Tracy Glynn, Coalition des terres publiques :
Comme il reconnaît que de nombreuses localités rurales du Nouveau Brunswick dépendent des ressources naturelles, comme les forêts et la pêche, pour leur gagne-pain, notre gouvernement répartira les affectations des ressources forestières entre les localités plutôt que les usines. Nous imposerons un moratoire sur la coupe du bois sur les terres publiques réservées à des usines afin de donner aux localités le temps de voir comment elles peuvent le mieux utiliser leurs ressources. Nous interdirons aussi les exportations du bois d'oeuvre brut, parce que cela ne fait qu'entraîner une réduction accrue du nombre d'emplois dans le secteur forestier. Nous chercherons à créer un plus grand nombre d'emplois en forêt tout en tenant compte, dans nos pratiques d'aménagement forestier futures, de la valeur de l'écosystème aux yeux du public et de la protection des habitats. Nous investirons de l'argent dans des usines petites et moyennes parce qu'elles créent plus d'emplois par unité de coupe que les grosses usines. Nous donnerons aux propriétaires de boisés privés un accès juste et équitable aux marchés.
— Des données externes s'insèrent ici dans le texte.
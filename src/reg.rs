use serde::{Deserialize, Serialize};

/// M68000 general-purpose registers: eight data and eight address registers.
#[derive(Debug, Clone, Copy, PartialEq, Eq, Hash, Serialize, Deserialize)]
pub enum Reg {
    D0,
    D1,
    D2,
    D3,
    D4,
    D5,
    D6,
    D7,
    A0,
    A1,
    A2,
    A3,
    A4,
    A5,
    A6,
    A7,
}

impl Reg {
    pub const ALL: [Reg; 16] = [
        Reg::D0,
        Reg::D1,
        Reg::D2,
        Reg::D3,
        Reg::D4,
        Reg::D5,
        Reg::D6,
        Reg::D7,
        Reg::A0,
        Reg::A1,
        Reg::A2,
        Reg::A3,
        Reg::A4,
        Reg::A5,
        Reg::A6,
        Reg::A7,
    ];
}

/// Register-info lookup consumed by the encoder: the machine encoding of a
/// register and its class. Both fields of a register field bead come from here.
pub trait RegInfo {
    /// 3-bit machine encoding of the register.
    fn encoding(&self, reg: Reg) -> u8;
    /// Whether the register belongs to the address class (A0..A7).
    fn is_address(&self, reg: Reg) -> bool;
}

/// Canonical register info for the M68000: D0..D7 and A0..A7 both encode 0..7.
pub struct M68kRegInfo;

impl RegInfo for M68kRegInfo {
    fn encoding(&self, reg: Reg) -> u8 {
        (reg as u8) & 0x7
    }

    fn is_address(&self, reg: Reg) -> bool {
        (reg as u8) >= 8
    }
}

#[cfg(test)]
mod tests {
    use super::*;

    #[test]
    fn encoding_and_class() {
        let ri = M68kRegInfo;
        assert_eq!(ri.encoding(Reg::D0), 0);
        assert_eq!(ri.encoding(Reg::D7), 7);
        assert_eq!(ri.encoding(Reg::A0), 0);
        assert_eq!(ri.encoding(Reg::A6), 6);
        assert!(!ri.is_address(Reg::D3));
        assert!(ri.is_address(Reg::A3));
    }
}
//! The recipe byte ("bead") wire format.
//!
//! A recipe is a null-terminated string of beads. Each bead packs its kind
//! into the low nibble and kind-specific parameters into the high nibble:
//! the literal value for bit-field beads, or a 3-bit operand-slot index plus
//! the alternate-slot flag (bit 7) for register and immediate beads.
//!
//! All nibble masking lives here; the rest of the crate works on the decoded
//! `Bead` enum.

use serde::{Deserialize, Serialize};
use thiserror::Error;

use crate::inst::ImmWidth;

const KIND_CTRL: u8 = 0x0;
const KIND_BITS1: u8 = 0x1;
const KIND_BITS2: u8 = 0x2;
const KIND_BITS3: u8 = 0x3;
const KIND_BITS4: u8 = 0x4;
const KIND_REG_CODE_CLASS: u8 = 0x5;
const KIND_REG_CLASS: u8 = 0x6;
const KIND_REG_CODE: u8 = 0x7;
const KIND_IMM8: u8 = 0xA;
const KIND_IMM16: u8 = 0xB;
const KIND_IMM32: u8 = 0xC;

const CTRL_IGNORE: u8 = 0x1;

/// Which parts of a register operand a register bead writes.
#[derive(Debug, Clone, Copy, PartialEq, Eq, Serialize, Deserialize)]
pub enum RegPart {
    /// 3-bit register code only.
    Code,
    /// Address/data class bit only.
    Class,
    /// Register code followed by the class bit (4 bits).
    CodeAndClass,
}

/// One decoded encoding directive.
#[derive(Debug, Clone, Copy, PartialEq, Eq, Serialize, Deserialize)]
pub enum Bead {
    /// Control directive contributing zero bits.
    Ignore,
    /// Literal field of `width` bits (1..=4) holding `value`.
    Bits { width: u8, value: u8 },
    /// Register field drawn from operand slot `slot`.
    Reg { slot: u8, alt: bool, part: RegPart },
    /// Immediate or expression field drawn from operand slot `slot`.
    Imm {
        slot: u8,
        alt: bool,
        width: ImmWidth,
    },
}

#[derive(Error, Debug, PartialEq, Eq)]
pub enum BeadError {
    #[error("unknown bead kind {kind:#x} in byte {raw:#04x}")]
    UnknownKind { raw: u8, kind: u8 },
    #[error("unknown control code {code:#x} in byte {raw:#04x}")]
    UnknownControl { raw: u8, code: u8 },
    #[error("literal value {value:#x} does not fit in {width} bits")]
    LiteralTooWide { raw: u8, width: u8, value: u8 },
}

impl Bead {
    /// Decode one recipe byte. `Ok(None)` is the recipe terminator.
    pub fn decode(raw: u8) -> Result<Option<Bead>, BeadError> {
        let kind = raw & 0xF;
        let hi = raw >> 4;
        let slot = hi & 0x7;
        let alt = raw & 0x80 != 0;

        let bead = match kind {
            KIND_CTRL => match hi {
                0x0 => return Ok(None),
                CTRL_IGNORE => Bead::Ignore,
                code => return Err(BeadError::UnknownControl { raw, code }),
            },
            KIND_BITS1 | KIND_BITS2 | KIND_BITS3 | KIND_BITS4 => {
                let width = kind;
                if hi >= 1 << width {
                    return Err(BeadError::LiteralTooWide {
                        raw,
                        width,
                        value: hi,
                    });
                }
                Bead::Bits { width, value: hi }
            }
            KIND_REG_CODE_CLASS => Bead::Reg {
                slot,
                alt,
                part: RegPart::CodeAndClass,
            },
            KIND_REG_CLASS => Bead::Reg {
                slot,
                alt,
                part: RegPart::Class,
            },
            KIND_REG_CODE => Bead::Reg {
                slot,
                alt,
                part: RegPart::Code,
            },
            KIND_IMM8 => Bead::Imm {
                slot,
                alt,
                width: ImmWidth::W8,
            },
            KIND_IMM16 => Bead::Imm {
                slot,
                alt,
                width: ImmWidth::W16,
            },
            KIND_IMM32 => Bead::Imm {
                slot,
                alt,
                width: ImmWidth::W32,
            },
            _ => return Err(BeadError::UnknownKind { raw, kind }),
        };
        Ok(Some(bead))
    }

    /// Re-encode to the raw byte form used by recipe assets.
    pub fn raw(&self) -> u8 {
        fn hi(slot: u8, alt: bool) -> u8 {
            (slot << 4) | if alt { 0x80 } else { 0 }
        }
        match *self {
            Bead::Ignore => CTRL_IGNORE << 4,
            Bead::Bits { width, value } => (value << 4) | width,
            Bead::Reg { slot, alt, part } => {
                let kind = match part {
                    RegPart::CodeAndClass => KIND_REG_CODE_CLASS,
                    RegPart::Class => KIND_REG_CLASS,
                    RegPart::Code => KIND_REG_CODE,
                };
                hi(slot, alt) | kind
            }
            Bead::Imm { slot, alt, width } => {
                let kind = match width {
                    ImmWidth::W8 => KIND_IMM8,
                    ImmWidth::W16 => KIND_IMM16,
                    ImmWidth::W32 => KIND_IMM32,
                };
                hi(slot, alt) | kind
            }
        }
    }

    /// Bits this bead contributes to the output. Known statically for every
    /// bead kind, which is what makes load-time width validation possible.
    pub fn bit_width(&self) -> u32 {
        match *self {
            Bead::Ignore => 0,
            Bead::Bits { width, .. } => width as u32,
            Bead::Reg { part, .. } => match part {
                RegPart::Code => 3,
                RegPart::Class => 1,
                RegPart::CodeAndClass => 4,
            },
            Bead::Imm { width, .. } => width.bits(),
        }
    }
}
Coalition pour les droits des autochtones :
Notre gouvernement verra à mettre en place des programmes d'éducation publique et des mesures visant à reconnaître les droits fonciers des Autochtones et leurs droits issus des traités dans la province du Nouveau Brunswick. Il respectera les droits historiques des Autochtones qui ont été reconnus dans la Constitution canadienne et par les tribunaux, y compris le droit à l'autodétermination. Il accroîtra le développement économique et politique des Premières Nations. Il inversera l'érosion des droits sociaux, notamment par un accès économique aux ressources naturelles, par des logements adéquats, par l'éducation, les soins de santé, un soutien juridique et la justice.
Mot de la fin
Notre gouvernement prendra des mesures afin de créer un avenir soutenable pour et avec notre population. Il mettra l'accent sur le développement économique communautaire qui respecte la population et la nature. Nous ouvrirons la porte à une véritable autosuffisance en mettant l'accent sur des points importants pour le public, comme le respect des cultures diverses, l'adoption de bons programmes publics, la promotion d'un emploi renouvelable de nos ressources naturelles et la préservation de notre environnement, tout en garantissant pour tout le monde des possibilités équitables et le respect des droits fondamentaux.